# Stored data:
BEGIN
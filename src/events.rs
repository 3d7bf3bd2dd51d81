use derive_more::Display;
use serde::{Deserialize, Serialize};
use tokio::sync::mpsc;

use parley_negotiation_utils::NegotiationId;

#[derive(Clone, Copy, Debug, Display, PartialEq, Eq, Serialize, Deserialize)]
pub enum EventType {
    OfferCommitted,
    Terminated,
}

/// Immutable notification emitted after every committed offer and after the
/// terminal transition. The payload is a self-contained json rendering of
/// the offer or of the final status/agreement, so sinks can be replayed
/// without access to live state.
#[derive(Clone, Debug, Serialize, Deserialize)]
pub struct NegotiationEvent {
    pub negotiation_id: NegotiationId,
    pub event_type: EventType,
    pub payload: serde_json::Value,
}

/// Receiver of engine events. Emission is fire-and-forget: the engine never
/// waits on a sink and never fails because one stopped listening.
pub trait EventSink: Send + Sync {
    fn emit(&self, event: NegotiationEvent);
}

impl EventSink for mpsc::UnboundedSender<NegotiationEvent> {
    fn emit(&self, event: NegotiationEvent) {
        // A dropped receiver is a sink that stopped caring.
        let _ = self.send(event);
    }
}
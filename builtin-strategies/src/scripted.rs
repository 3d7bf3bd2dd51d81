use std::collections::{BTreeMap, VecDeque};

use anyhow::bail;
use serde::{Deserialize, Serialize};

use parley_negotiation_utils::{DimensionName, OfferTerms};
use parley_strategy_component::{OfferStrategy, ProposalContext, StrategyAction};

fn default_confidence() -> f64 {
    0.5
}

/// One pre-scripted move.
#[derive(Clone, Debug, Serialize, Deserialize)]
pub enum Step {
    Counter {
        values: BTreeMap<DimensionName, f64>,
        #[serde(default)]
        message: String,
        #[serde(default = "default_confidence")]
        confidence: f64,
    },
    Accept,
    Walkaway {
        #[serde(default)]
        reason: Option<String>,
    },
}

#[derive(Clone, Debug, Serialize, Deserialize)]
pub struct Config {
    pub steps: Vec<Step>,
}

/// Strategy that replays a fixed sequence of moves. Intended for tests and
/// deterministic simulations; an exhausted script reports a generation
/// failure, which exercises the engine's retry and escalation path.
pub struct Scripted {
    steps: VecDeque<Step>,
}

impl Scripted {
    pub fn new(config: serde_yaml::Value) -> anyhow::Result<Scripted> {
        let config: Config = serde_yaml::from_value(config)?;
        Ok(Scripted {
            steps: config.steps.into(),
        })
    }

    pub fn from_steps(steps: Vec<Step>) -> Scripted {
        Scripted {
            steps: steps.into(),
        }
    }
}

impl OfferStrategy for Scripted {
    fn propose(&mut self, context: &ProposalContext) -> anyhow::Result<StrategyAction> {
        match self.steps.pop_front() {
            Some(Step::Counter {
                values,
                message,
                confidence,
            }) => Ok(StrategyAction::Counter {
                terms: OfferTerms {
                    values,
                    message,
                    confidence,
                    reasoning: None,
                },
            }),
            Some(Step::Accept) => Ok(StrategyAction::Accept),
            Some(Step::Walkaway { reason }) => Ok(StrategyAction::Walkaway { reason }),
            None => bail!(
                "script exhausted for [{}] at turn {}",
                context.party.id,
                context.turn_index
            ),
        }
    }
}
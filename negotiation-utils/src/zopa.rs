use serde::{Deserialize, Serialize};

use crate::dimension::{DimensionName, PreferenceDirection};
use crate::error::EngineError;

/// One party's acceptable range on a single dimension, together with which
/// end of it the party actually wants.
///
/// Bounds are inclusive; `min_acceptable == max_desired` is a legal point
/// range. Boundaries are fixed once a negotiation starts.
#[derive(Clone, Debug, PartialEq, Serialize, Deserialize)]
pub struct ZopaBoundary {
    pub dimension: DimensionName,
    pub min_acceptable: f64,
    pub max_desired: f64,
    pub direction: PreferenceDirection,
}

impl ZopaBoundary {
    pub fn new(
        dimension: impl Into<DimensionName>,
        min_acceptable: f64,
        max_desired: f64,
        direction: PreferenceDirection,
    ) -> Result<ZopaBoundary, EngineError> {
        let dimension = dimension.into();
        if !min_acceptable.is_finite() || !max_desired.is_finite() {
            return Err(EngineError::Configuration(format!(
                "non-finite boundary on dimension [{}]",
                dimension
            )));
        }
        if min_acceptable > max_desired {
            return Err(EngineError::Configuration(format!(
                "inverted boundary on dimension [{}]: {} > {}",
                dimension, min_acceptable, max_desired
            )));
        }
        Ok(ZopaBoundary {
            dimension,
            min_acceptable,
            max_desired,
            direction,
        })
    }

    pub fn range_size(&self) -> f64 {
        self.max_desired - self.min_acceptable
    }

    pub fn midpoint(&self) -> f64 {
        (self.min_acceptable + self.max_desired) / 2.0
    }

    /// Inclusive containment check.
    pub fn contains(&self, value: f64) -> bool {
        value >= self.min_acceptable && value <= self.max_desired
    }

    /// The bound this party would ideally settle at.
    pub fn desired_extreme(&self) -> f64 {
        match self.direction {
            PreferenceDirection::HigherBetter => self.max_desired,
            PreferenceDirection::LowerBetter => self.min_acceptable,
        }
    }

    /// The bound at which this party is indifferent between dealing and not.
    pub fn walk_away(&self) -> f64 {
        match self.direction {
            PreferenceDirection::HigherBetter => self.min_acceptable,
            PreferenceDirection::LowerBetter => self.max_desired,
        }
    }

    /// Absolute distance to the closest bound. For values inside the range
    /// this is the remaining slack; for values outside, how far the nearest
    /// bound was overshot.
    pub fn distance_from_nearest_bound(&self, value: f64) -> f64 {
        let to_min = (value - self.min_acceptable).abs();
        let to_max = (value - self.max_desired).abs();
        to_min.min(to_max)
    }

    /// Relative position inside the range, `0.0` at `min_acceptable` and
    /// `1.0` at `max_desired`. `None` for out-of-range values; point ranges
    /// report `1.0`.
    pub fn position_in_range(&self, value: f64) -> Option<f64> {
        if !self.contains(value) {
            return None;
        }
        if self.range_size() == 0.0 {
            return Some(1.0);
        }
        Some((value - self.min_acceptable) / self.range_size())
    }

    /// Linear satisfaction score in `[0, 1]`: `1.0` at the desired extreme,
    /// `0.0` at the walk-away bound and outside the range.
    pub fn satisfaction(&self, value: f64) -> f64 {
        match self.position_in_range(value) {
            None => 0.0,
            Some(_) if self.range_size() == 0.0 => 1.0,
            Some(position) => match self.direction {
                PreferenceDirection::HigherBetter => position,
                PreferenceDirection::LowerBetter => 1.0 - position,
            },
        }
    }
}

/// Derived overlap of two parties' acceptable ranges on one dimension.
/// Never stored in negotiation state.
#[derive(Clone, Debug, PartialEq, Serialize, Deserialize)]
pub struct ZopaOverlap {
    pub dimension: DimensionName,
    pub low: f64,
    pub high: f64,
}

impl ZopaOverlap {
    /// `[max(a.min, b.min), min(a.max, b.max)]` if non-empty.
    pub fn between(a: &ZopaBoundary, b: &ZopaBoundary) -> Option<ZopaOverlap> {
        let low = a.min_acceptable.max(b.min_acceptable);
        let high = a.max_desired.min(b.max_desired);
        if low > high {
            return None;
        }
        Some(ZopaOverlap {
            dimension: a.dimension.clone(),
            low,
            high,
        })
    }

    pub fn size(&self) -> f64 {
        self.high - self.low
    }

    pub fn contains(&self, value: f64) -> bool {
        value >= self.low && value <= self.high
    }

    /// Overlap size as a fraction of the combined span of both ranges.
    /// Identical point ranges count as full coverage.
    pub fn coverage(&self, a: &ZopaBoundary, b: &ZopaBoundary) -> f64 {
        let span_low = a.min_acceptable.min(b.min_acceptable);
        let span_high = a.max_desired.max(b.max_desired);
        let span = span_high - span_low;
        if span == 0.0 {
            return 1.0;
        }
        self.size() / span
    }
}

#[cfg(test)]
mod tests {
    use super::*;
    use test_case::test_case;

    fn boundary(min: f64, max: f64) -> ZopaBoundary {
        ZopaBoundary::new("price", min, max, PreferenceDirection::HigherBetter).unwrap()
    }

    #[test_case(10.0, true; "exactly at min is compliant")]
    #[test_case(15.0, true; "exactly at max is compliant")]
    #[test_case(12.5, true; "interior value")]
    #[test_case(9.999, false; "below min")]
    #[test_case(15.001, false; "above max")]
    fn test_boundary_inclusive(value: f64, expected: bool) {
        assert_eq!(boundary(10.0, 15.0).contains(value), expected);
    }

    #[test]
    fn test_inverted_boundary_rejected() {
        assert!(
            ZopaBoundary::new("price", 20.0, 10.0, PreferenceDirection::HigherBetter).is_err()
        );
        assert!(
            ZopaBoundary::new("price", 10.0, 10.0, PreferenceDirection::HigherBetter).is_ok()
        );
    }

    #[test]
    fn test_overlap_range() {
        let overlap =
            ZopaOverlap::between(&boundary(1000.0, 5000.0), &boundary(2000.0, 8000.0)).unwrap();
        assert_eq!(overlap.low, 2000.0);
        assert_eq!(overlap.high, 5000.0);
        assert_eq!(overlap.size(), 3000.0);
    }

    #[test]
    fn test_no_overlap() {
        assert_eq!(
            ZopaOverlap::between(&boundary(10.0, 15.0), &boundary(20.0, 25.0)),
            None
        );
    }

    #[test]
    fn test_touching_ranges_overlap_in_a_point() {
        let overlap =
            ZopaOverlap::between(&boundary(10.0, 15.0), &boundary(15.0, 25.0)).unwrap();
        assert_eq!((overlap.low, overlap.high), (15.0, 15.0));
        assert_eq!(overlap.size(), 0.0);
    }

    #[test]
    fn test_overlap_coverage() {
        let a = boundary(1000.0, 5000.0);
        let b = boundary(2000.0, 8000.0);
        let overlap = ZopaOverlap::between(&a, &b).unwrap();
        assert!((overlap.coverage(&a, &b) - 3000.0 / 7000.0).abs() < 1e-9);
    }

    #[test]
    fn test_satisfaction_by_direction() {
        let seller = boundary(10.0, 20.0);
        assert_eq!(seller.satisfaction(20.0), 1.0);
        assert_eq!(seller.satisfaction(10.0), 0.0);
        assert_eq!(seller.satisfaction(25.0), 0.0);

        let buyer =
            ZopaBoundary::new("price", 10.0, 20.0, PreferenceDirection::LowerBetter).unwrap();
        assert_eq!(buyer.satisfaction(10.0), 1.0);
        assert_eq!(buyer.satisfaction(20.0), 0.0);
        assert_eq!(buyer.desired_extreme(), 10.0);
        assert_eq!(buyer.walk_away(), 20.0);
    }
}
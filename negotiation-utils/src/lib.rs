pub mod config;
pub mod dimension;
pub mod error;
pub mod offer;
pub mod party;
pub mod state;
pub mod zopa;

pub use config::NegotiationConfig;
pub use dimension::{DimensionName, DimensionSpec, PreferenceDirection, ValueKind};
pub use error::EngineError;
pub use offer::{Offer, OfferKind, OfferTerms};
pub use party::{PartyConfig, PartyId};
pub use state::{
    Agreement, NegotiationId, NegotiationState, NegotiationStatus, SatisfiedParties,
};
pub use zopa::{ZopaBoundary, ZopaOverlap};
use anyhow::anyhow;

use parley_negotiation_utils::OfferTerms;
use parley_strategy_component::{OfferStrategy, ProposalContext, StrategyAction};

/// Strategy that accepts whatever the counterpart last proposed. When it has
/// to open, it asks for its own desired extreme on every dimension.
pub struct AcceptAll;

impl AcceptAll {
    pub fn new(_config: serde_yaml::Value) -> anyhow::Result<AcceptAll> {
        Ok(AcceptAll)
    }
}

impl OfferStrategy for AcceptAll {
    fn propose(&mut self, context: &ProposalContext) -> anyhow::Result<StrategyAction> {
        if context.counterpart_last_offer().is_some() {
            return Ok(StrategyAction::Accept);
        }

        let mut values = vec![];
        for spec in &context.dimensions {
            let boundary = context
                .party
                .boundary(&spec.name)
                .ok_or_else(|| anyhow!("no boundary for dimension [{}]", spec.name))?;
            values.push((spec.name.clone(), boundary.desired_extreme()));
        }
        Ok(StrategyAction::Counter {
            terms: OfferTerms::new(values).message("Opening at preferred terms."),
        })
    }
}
END
# Directions for this task:
Looking at the entries above, can you reproduce exactly the lines from the one that holds "pub fn satisfaction(&self, value: f64)" through the one that holds "pub fn between(a: &ZopaBoundary, b: &ZopaBoundary)", and only those?

# Result:
    pub fn satisfaction(&self, value: f64) -> f64 {
        match self.position_in_range(value) {
            None => 0.0,
            Some(_) if self.range_size() == 0.0 => 1.0,
            Some(position) => match self.direction {
                PreferenceDirection::HigherBetter => position,
                PreferenceDirection::LowerBetter => 1.0 - position,
            },
        }
    }
}

/// Derived overlap of two parties' acceptable ranges on one dimension.
/// Never stored in negotiation state.
#[derive(Clone, Debug, PartialEq, Serialize, Deserialize)]
pub struct ZopaOverlap {
    pub dimension: DimensionName,
    pub low: f64,
    pub high: f64,
}

impl ZopaOverlap {
    /// `[max(a.min, b.min), min(a.max, b.max)]` if non-empty.
    pub fn between(a: &ZopaBoundary, b: &ZopaBoundary) -> Option<ZopaOverlap> {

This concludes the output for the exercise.